From my limited dealings with Cisco ISE though, I had to put the patch on a Linux server I was using for backups, then create a repository on Cisco ISE pointing to the backup server and the file. At that point I was able to patch/upgrade Cisco ISE.

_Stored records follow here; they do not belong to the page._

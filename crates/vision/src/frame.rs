//! Video frame types

/// Pixel format
#[derive(Debug, Clone, Copy, PartialEq, Eq)]
pub enum PixelFormat {
    Rgb24,
    Nv12,
}

impl PixelFormat {
    /// Buffer size for a frame of this format
    pub fn frame_len(self, width: u32, height: u32) -> usize {
        let pixels = width as usize * height as usize;
        match self {
            PixelFormat::Rgb24 => pixels * 3,
            // Full-res luma plane plus interleaved half-res chroma
            PixelFormat::Nv12 => pixels + pixels / 2,
        }
    }
}

/// One road camera frame
#[derive(Debug, Clone)]
pub struct VideoFrame {
    /// Pixel data in `format` layout
    pub data: Vec<u8>,
    /// Frame width
    pub width: u32,
    /// Frame height
    pub height: u32,
    pub format: PixelFormat,
    /// Capture timestamp (nanoseconds)
    pub timestamp_ns: u64,
    /// Frame sequence number
    pub sequence: u32,
}

impl VideoFrame {
    pub fn new(
        data: Vec<u8>,
        width: u32,
        height: u32,
        format: PixelFormat,
        timestamp_ns: u64,
        sequence: u32,
    ) -> Self {
        Self {
            data,
            width,
            height,
            format,
            timestamp_ns,
            sequence,
        }
    }

    /// Whether the buffer holds a full frame
    pub fn is_complete(&self) -> bool {
        self.data.len() >= self.format.frame_len(self.width, self.height)
    }
}

#[cfg(test)]
mod tests {
    use super::*;

    #[test]
    fn test_frame_len() {
        assert_eq!(PixelFormat::Rgb24.frame_len(4, 2), 24);
        assert_eq!(PixelFormat::Nv12.frame_len(4, 2), 12);
    }

    #[test]
    fn test_truncated_frame_incomplete() {
        let frame = VideoFrame::new(vec![0; 10], 4, 2, PixelFormat::Nv12, 0, 0);
        assert!(!frame.is_complete());

        let frame = VideoFrame::new(vec![0; 12], 4, 2, PixelFormat::Nv12, 0, 0);
        assert!(frame.is_complete());
    }

    #[test]
    fn test_large_dimensions_do_not_overflow() {
        let frame = VideoFrame::new(vec![0; 3], 70_000, 70_000, PixelFormat::Rgb24, 0, 0);
        assert!(!frame.is_complete());
        assert_eq!(
            PixelFormat::Rgb24.frame_len(70_000, 70_000),
            70_000usize * 70_000 * 3
        );
    }

}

akintundeoloyede11 · ‎05-10-2024

Hello Friend

Thank you for your response and advise

See below my ftp-Server configuration and my debug output from from, Kindly
look through and advise on what i am missing PLSSSSSSSS

[root@redhattemplate xpadmin]# cd /homr
bash: cd: /homr: No such file or directory
[root@redhattemplate xpadmin]# cd /home/ftpuser/
[root@redhattemplate ftpuser]# ls
ftp
[root@redhattemplate ftpuser]# cd ftp
[root@redhattemplate ftp]# ls
ise-patchbundle-2.7.0.356-Patch10-23082414.SPA.x86_64.tar.gz
[root@redhattemplate ftp]# pwd
/home/ftpuser/ftp
[root@redhattemplate ftp]#
[root@redhattemplate ftp]# mkdir /ftp
[root@redhattemplate ftp]# cp
ise-patchbundle-2.7.0.356-Patch10-23082414.SPA.x86_64.tar.gz /ftp
[root@redhattemplate ftp]# chown ftpuser:ftpuser /ftp
[root@redhattemplate ftp]# chmod 755 /ftp
[root@redhattemplate ftp]# cd /ftp
[root@redhattemplate ftp]# ls
ise-patchbundle-2.7.0.356-Patch10-23082414.SPA.x86_64.tar.gz
[root@redhattemplate ftp]#

ISE Repository Debug

XP-ISE-02/admin# debug transfer 7
XP-ISE-02/admin# show repository ftp_ise
6 [27330]:[info] transfer: cars_xfer.c[220] [admin]: ftp dir of repository
ftp_ise requested
7 [27330]:[debug] transfer: cars_xfer_util.c[2056] [admin]: ftp get dir for
repos ftp_ise
7 [27330]:[debug] transfer: cars_xfer_util.c[2068] [admin]: initializing
curl
7 [27330]:[debug] transfer: cars_xfer_util.c[2079] [admin]: full url is
ftp://172.22.51.12:/
7 [27330]:[debug] transfer: cars_xfer_util.c[1967] [admin]: initializing
curl
7 [27330]:[debug] transfer: cars_xfer_util.c[1980] [admin]: full url is
ftp://172.22.51.12:/RADIUS2024_05_08_04_03_21.tar.gpg
7 [27330]:[debug] transfer: cars_xfer_util.c[2001] [admin]: res: 0
7 [27330]:[debug] transfer: cars_xfer_util.c[2005] [admin]: res:
0-----filetime RADIUS2024_05_08_04_03_21.tar.gpg: Wed May 8 05:03:26 2024
7 [27330]:[debug] transfer: cars_xfer_util.c[2011] [admin]: filetime
RADIUS2024_05_08_04_03_21.tar.gpg: Wed May 8 05:03:26 2024
7 [27330]:[debug] transfer: cars_xfer_util.c[2015] [admin]: filesize
RADIUS2024_05_08_04_03_21.tar.gpg: 1195 bytes
7 [27330]:[debug] transfer: cars_xfer_util.c[1967] [admin]: initializing
curl
7 [27330]:[debug] transfer: cars_xfer_util.c[1980] [admin]: full url is
ftp://172.22.51.12:/TACACS2024_05_08_04_03_21.tar.gpg
7 [27330]:[debug] transfer: cars_xfer_util.c[2001] [admin]: res: 0
7 [27330]:[debug] transfer: cars_xfer_util.c[2005] [admin]: res:
0-----filetime TACACS2024_05_08_04_03_21.tar.gpg: Wed May 8 05:03:27 2024
7 [27330]:[debug] transfer: cars_xfer_util.c[2011] [admin]: filetime
TACACS2024_05_08_04_03_21.tar.gpg: Wed May 8 05:03:27 2024
7 [27330]:[debug] transfer: cars_xfer_util.c[2015] [admin]: filesize
TACACS2024_05_08_04_03_21.tar.gpg: 665 bytes
7 [27330]:[debug] transfer: cars_xfer_util.c[1967] [admin]: initializing
curl
7 [27330]:[debug] transfer: cars_xfer_util.c[1980] [admin]: full url is
ftp://172.22.51.12:/ftp
7 [27330]:[debug] transfer: cars_xfer_util.c[2001] [admin]: res: 19
7 [27330]:[debug] transfer: cars_xfer.c[268] [admin]: freed file list
RADIUS2024_05_08_04_03_21.tar.gpg
TACACS2024_05_08_04_03_21.tar.gpg
ftp
[image: image.png]

maflesch · ‎05-10-2024

I cannot say this enough, this forum is not for Cisco ISE, it is for Cisco Catalyst Center. Please use the forum under Network Management for questions related to Cisco ISE operations. That is going to be the best place for you to get support and have your question answered.